DATA IN THIS EXERCISE below:

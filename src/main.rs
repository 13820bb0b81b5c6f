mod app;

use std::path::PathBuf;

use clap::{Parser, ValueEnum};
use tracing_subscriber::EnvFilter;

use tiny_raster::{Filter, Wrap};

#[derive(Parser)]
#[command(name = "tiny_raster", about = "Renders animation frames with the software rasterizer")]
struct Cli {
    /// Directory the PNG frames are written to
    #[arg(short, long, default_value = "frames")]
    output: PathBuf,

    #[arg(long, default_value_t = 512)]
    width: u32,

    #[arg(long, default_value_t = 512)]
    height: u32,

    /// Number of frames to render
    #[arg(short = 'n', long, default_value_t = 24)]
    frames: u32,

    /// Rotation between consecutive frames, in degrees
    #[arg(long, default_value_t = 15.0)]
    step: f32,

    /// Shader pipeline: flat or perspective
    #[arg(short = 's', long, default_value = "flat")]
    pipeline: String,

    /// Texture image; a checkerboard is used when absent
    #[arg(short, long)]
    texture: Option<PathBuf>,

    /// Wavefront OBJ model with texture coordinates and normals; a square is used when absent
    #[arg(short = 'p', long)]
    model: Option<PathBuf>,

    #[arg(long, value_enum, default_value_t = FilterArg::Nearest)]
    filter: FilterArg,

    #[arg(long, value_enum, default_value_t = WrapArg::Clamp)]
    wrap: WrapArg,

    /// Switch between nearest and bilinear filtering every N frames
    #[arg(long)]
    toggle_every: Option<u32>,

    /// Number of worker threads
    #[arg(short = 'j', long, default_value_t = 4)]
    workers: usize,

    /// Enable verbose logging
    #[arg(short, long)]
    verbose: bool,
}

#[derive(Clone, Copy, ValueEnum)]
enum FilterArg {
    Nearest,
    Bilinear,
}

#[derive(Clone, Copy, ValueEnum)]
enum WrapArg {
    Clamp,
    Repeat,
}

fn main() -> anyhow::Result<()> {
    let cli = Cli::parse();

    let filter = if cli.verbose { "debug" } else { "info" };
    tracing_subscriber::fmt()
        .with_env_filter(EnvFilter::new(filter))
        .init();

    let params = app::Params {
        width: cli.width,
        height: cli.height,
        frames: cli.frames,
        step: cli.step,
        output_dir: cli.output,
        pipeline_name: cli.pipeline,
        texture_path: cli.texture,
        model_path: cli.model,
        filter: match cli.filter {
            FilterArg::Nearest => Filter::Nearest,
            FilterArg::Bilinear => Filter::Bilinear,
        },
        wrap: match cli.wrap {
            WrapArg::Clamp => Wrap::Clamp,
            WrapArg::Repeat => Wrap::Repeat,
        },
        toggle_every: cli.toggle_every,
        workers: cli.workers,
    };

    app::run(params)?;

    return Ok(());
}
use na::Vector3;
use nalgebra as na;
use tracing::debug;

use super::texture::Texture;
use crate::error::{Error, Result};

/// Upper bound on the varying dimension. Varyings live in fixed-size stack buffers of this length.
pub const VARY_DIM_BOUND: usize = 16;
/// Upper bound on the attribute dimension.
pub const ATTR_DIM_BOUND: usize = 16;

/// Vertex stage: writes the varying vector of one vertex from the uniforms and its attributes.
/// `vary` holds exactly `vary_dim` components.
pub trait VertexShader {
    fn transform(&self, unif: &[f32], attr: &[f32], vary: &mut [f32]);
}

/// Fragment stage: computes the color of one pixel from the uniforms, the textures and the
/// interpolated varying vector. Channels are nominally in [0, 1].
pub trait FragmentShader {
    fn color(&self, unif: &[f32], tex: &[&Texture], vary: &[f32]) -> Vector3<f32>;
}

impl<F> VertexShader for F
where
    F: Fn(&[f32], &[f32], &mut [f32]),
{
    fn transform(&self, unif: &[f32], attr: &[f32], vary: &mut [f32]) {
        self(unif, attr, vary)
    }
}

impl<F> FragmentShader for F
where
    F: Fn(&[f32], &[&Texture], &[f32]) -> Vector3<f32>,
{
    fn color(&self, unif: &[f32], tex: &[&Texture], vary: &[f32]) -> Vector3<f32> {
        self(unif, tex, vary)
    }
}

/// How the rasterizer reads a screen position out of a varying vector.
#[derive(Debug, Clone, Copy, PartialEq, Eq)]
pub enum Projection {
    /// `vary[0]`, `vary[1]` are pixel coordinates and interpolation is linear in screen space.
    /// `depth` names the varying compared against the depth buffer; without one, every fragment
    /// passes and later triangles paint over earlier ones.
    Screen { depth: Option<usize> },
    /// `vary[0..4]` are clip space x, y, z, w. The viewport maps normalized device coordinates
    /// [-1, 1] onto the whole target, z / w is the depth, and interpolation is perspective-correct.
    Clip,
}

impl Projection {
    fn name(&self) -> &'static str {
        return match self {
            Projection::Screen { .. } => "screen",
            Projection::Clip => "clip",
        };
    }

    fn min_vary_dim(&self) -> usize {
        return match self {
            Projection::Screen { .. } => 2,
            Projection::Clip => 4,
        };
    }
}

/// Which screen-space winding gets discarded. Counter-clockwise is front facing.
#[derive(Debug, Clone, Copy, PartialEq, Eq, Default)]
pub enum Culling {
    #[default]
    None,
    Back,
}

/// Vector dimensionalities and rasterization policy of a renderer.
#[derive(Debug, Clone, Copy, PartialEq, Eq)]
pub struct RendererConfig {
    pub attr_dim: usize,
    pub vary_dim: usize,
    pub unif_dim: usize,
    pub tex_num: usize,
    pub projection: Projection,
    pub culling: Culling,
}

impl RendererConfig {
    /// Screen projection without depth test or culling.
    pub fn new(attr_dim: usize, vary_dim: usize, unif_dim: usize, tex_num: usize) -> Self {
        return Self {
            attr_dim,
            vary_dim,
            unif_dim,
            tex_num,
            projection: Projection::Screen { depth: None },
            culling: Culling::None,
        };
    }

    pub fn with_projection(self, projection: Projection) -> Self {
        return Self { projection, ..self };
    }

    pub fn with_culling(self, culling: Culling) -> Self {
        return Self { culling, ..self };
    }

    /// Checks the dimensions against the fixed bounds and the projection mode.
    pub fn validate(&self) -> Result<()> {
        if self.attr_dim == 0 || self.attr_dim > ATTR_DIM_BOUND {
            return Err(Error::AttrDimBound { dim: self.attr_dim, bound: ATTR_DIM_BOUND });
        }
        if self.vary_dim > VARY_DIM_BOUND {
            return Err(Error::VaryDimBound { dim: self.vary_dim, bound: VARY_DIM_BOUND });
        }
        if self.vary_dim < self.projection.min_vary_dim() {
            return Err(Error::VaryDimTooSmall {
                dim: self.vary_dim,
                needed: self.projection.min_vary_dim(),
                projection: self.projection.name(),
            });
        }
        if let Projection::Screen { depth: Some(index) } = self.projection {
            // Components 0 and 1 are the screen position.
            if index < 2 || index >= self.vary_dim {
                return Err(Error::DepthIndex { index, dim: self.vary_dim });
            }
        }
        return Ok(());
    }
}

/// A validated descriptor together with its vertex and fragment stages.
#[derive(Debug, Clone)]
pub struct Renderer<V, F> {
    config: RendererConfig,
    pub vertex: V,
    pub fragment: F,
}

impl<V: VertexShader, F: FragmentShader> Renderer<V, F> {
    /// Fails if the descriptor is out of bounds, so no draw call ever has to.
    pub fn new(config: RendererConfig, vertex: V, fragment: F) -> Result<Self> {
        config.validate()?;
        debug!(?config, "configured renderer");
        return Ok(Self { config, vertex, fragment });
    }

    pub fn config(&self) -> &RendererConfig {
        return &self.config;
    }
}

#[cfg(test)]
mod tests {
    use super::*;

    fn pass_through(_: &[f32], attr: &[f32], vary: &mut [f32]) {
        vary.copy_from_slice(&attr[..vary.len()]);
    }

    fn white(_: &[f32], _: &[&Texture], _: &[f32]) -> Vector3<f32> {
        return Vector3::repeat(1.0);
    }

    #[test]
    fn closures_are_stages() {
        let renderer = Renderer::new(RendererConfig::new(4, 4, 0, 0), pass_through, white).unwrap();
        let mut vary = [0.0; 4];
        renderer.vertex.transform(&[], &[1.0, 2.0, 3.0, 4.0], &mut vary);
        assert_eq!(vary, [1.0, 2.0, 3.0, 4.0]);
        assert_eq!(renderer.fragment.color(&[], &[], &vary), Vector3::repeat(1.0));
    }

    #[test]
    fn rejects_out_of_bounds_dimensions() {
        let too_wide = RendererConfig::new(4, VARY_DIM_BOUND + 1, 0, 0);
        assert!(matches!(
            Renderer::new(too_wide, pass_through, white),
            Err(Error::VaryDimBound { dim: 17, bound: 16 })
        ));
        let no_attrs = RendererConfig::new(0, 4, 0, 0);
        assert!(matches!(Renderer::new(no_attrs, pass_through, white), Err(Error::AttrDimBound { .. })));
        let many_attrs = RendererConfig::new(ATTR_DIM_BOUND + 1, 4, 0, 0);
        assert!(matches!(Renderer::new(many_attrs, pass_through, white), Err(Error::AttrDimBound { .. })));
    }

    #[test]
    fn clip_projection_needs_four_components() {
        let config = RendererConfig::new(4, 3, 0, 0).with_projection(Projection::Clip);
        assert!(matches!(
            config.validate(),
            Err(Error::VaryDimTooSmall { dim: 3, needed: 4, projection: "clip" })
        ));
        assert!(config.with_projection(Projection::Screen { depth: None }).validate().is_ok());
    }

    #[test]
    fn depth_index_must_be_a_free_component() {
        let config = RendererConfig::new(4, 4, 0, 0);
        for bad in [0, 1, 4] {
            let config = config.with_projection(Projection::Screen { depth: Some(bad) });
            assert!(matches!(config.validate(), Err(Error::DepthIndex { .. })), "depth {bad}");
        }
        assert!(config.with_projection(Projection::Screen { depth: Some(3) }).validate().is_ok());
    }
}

End of DATA IN THIS EXERCISE.

**WHAT IS NEEDED:** Check which lines of the entries hold the word "usize", then please give only how many there are.

**YOUR RESPONSE:** 10